## Stored data entries
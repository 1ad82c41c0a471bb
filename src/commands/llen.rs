use crate::{
    commands::{
        command_error::CommandError, command_handler::CommandResult, command_utils::read_list,
    },
    executor::{ServerState, Session},
    resp::RespValue,
};

/// Handles LLEN. A missing key has length 0.
pub fn llen(
    server: &mut ServerState,
    session: &mut Session,
    arguments: Vec<String>,
) -> Result<CommandResult, CommandError> {
    let [key] = arguments.as_slice() else {
        return Err(CommandError::WrongNumberOfArguments("llen".to_string()));
    };

    let partition = server.partition(session.db_index)?;
    let length = read_list(partition, key)?.map_or(0, |list| list.len());

    Ok(CommandResult::Response(
        RespValue::Integer(length as i64).encode(),
    ))
}
use crate::{
    commands::{command_error::CommandError, command_handler::CommandResult},
    executor::{ServerState, Session},
    resp::RespValue,
};

/// Handles FLUSHALL [ASYNC|SYNC].
///
/// Empties every database. A snapshot in flight keeps writing the view it
/// froze. Both modes flush synchronously.
pub fn flushall(
    server: &mut ServerState,
    _session: &mut Session,
    arguments: Vec<String>,
) -> Result<CommandResult, CommandError> {
    match arguments.as_slice() {
        [] => {}
        [mode] if mode.eq_ignore_ascii_case("async") || mode.eq_ignore_ascii_case("sync") => {}
        _ => return Err(CommandError::SyntaxError),
    }

    server.partitions.flush();

    Ok(CommandResult::Response(RespValue::ok().encode()))
}

pub fn dbsize(
    server: &mut ServerState,
    session: &mut Session,
    _arguments: Vec<String>,
) -> Result<CommandResult, CommandError> {
    let keys = server.partition(session.db_index)?.len();

    Ok(CommandResult::Response(
        RespValue::Integer(keys as i64).encode(),
    ))
}
use rand::Rng;
use regex::Regex;

/// Placeholder id meaning "no previous identity".
pub const EMPTY_REPLID: &str = "0000000000000000000000000000000000000000";

const REPLID_LENGTH: usize = 40;
const HEX_DIGITS: &[u8] = b"0123456789abcdef";

pub fn generate_replid() -> String {
    let mut rng = rand::thread_rng();

    (0..REPLID_LENGTH)
        .map(|_| HEX_DIGITS[rng.gen_range(0..HEX_DIGITS.len())] as char)
        .collect()
}

pub fn is_valid_repl_id(repl_id: &str) -> bool {
    Regex::new(r"^[a-zA-Z0-9]{40}$").is_ok_and(|re| re.is_match(repl_id))
}

/// The current replication id of a node and the one it had before.
///
/// A replica that followed the previous history can still resume partially
/// as long as it does not ask for anything past `second_offset`, the offset
/// at which that history ended.
#[derive(Debug, Clone, PartialEq)]
pub struct ReplicationIdentity {
    pub replid: String,
    pub replid2: String,
    pub second_offset: i64,
}

impl Default for ReplicationIdentity {
    fn default() -> Self {
        Self::new()
    }
}

impl ReplicationIdentity {
    pub fn new() -> Self {
        Self {
            replid: generate_replid(),
            replid2: EMPTY_REPLID.to_string(),
            second_offset: -1,
        }
    }

    /// Starts a fresh history with no previous identity.
    pub fn rotate(&mut self) {
        self.replid = generate_replid();
        self.clear_previous();
    }

    /// Retires the current id at `offset` and continues under `new_replid`.
    pub fn shift(&mut self, new_replid: String, offset: i64) {
        self.replid2 = std::mem::replace(&mut self.replid, new_replid);
        self.second_offset = offset;
    }

    /// Takes over the identity of a master after a full resync.
    pub fn adopt(&mut self, replid: String) {
        self.replid = replid;
        self.clear_previous();
    }

    pub fn clear_previous(&mut self) {
        self.replid2 = EMPTY_REPLID.to_string();
        self.second_offset = -1;
    }

    /// Whether a replica at `(replid, offset)` shares this node's history.
    pub fn matches(&self, replid: &str, offset: i64) -> bool {
        replid == self.replid || (replid == self.replid2 && offset <= self.second_offset)
    }
}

## Work instruction
Print the entire set of records again, exactly.

## Written answer
repository 1ad82c41c0a471bb
filename src/commands/llen.rs
use crate::{
    commands::{
        command_error::CommandError, command_handler::CommandResult, command_utils::read_list,
    },
    executor::{ServerState, Session},
    resp::RespValue,
};

/// Handles LLEN. A missing key has length 0.
pub fn llen(
    server: &mut ServerState,
    session: &mut Session,
    arguments: Vec<String>,
) -> Result<CommandResult, CommandError> {
    let [key] = arguments.as_slice() else {
        return Err(CommandError::WrongNumberOfArguments("llen".to_string()));
    };

    let partition = server.partition(session.db_index)?;
    let length = read_list(partition, key)?.map_or(0, |list| list.len());

    Ok(CommandResult::Response(
        RespValue::Integer(length as i64).encode(),
    ))
}
use crate::{
    commands::{command_error::CommandError, command_handler::CommandResult},
    executor::{ServerState, Session},
    resp::RespValue,
};

/// Handles FLUSHALL [ASYNC|SYNC].
///
/// Empties every database. A snapshot in flight keeps writing the view it
/// froze. Both modes flush synchronously.
pub fn flushall(
    server: &mut ServerState,
    _session: &mut Session,
    arguments: Vec<String>,
) -> Result<CommandResult, CommandError> {
    match arguments.as_slice() {
        [] => {}
        [mode] if mode.eq_ignore_ascii_case("async") || mode.eq_ignore_ascii_case("sync") => {}
        _ => return Err(CommandError::SyntaxError),
    }

    server.partitions.flush();

    Ok(CommandResult::Response(RespValue::ok().encode()))
}

pub fn dbsize(
    server: &mut ServerState,
    session: &mut Session,
    _arguments: Vec<String>,
) -> Result<CommandResult, CommandError> {
    let keys = server.partition(session.db_index)?.len();

    Ok(CommandResult::Response(
        RespValue::Integer(keys as i64).encode(),
    ))
}
use rand::Rng;
use regex::Regex;

/// Placeholder id meaning "no previous identity".
pub const EMPTY_REPLID: &str = "0000000000000000000000000000000000000000";

const REPLID_LENGTH: usize = 40;
const HEX_DIGITS: &[u8] = b"0123456789abcdef";

pub fn generate_replid() -> String {
    let mut rng = rand::thread_rng();

    (0..REPLID_LENGTH)
        .map(|_| HEX_DIGITS[rng.gen_range(0..HEX_DIGITS.len())] as char)
        .collect()
}

pub fn is_valid_repl_id(repl_id: &str) -> bool {
    Regex::new(r"^[a-zA-Z0-9]{40}$").is_ok_and(|re| re.is_match(repl_id))
}

/// The current replication id of a node and the one it had before.
///
/// A replica that followed the previous history can still resume partially
/// as long as it does not ask for anything past `second_offset`, the offset
/// at which that history ended.
#[derive(Debug, Clone, PartialEq)]
pub struct ReplicationIdentity {
    pub replid: String,
    pub replid2: String,
    pub second_offset: i64,
}

impl Default for ReplicationIdentity {
    fn default() -> Self {
        Self::new()
    }
}

impl ReplicationIdentity {
    pub fn new() -> Self {
        Self {
            replid: generate_replid(),
            replid2: EMPTY_REPLID.to_string(),
            second_offset: -1,
        }
    }

    /// Starts a fresh history with no previous identity.
    pub fn rotate(&mut self) {
        self.replid = generate_replid();
        self.clear_previous();
    }

    /// Retires the current id at `offset` and continues under `new_replid`.
    pub fn shift(&mut self, new_replid: String, offset: i64) {
        self.replid2 = std::mem::replace(&mut self.replid, new_replid);
        self.second_offset = offset;
    }

    /// Takes over the identity of a master after a full resync.
    pub fn adopt(&mut self, replid: String) {
        self.replid = replid;
        self.clear_previous();
    }

    pub fn clear_previous(&mut self) {
        self.replid2 = EMPTY_REPLID.to_string();
        self.second_offset = -1;
    }

    /// Whether a replica at `(replid, offset)` shares this node's history.
    pub fn matches(&self, replid: &str, offset: i64) -> bool {
        replid == self.replid || (replid == self.replid2 && offset <= self.second_offset)
    }
}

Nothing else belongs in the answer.